Cass, ch, mixte, 22 avril 2005, n°03-14112

Arrêt disponible sur Légifrance.

Les faits :
La société Dubosc a confié à la société Chronopost un pli destiné à la ville de Vendome contenant son dossier de candidature à un concours d'architectes, lequel est arrivé le lendemain de la date prévue, date butoire de participation au concours. La société Chronopost a été assigné et a invoqué la clause limitative d'indemnité pour retard figurant au contrat-type annexé au décret du 4 mai 1988.

Procédure :
Malgré avoir gagné en appel, la société Dubosc fait grief à l'arrêt en raison d'une réparation dérisoire (22euros).

Moyens du pourvoi :
La société Dubosc forme un pourvoi se justifiant qu'en décidant que faute d'établir des faits précis caractérisant la faute lourde du débiteur, le créancier ne peut prétendre qu'à l'indemnisation du prix du transport (22 euros) et a ainsi violé l'article 1131, 1134, 1147, 1315 du Code civil etc...

Question juridique :
Toutes inexécutions d'une obligation essentielle du contrat doivent-elles être automatiquement qualifiées de faute lourde ?

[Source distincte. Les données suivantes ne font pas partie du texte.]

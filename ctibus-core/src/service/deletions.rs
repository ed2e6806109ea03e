//! Recently deleted resource ids
//!
//! Lock acquisition consults this registry so a writer that waited on a lock
//! held by a deleter does not resurrect the deleted object.

use std::sync::Arc;

use crate::store::KeyValueStore;
use crate::{KeyBuilder, Result, StoreContext};

/// How long a deletion stays visible to lock acquisition
pub const DELETION_WINDOW_SECS: u64 = 120;

#[derive(Clone)]
pub struct DeletionRegistry {
    store: Arc<dyn KeyValueStore>,
    list: String,
}

impl DeletionRegistry {
    #[must_use]
    pub fn new(ctx: &StoreContext) -> Self {
        Self::with_store(ctx.store(), ctx.keys())
    }

    #[must_use]
    pub fn with_store(store: Arc<dyn KeyValueStore>, keys: &KeyBuilder) -> Self {
        Self {
            store,
            list: keys.deletions(),
        }
    }

    fn horizon(&self) -> (i64, i64) {
        let now = self.store.now_millis();
        (now, now - (DELETION_WINDOW_SECS as i64) * 1000)
    }

    /// Mark ids as deleted now
    pub async fn add_deletions(&self, ids: &[String]) -> Result<()> {
        if ids.is_empty() {
            return Ok(());
        }
        let (now, prune_before) = self.horizon();
        self.store.sorted_add(&self.list, ids, now, prune_before).await
    }

    /// Ids deleted inside the window
    pub async fn latest_deletions(&self) -> Result<Vec<String>> {
        let (_, prune_before) = self.horizon();
        self.store.sorted_prune(&self.list, prune_before).await?;
        self.store.sorted_members(&self.list).await
    }

    /// The subset of `ids` deleted inside the window, in request order
    pub async fn deleted_among(&self, ids: &[String]) -> Result<Vec<String>> {
        let latest = self.latest_deletions().await?;
        Ok(ids.iter().filter(|id| latest.contains(id)).cloned().collect())
    }
}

Réponse de la Cour de Cassation :
La Cour de cassation rejette le pourvoi et précise que la faute lourde, de nature à tenir en échec la limitation d'indemnisation prévue par le contrat type, ne saurait résulter du seul fait, pour le transporteur, de ne pas pouvoir fournir d'éclaircissement sur les causes du retard.

Portée : 
La chambre commerciale dans un arrêt du 13 juin 2006, a précisé que la faute lourde ne saurait résulté du seul manquement à une obligation contractuelle, fût-elle essentielle, mais doit se déduire de la gravité du comportement du débiteur.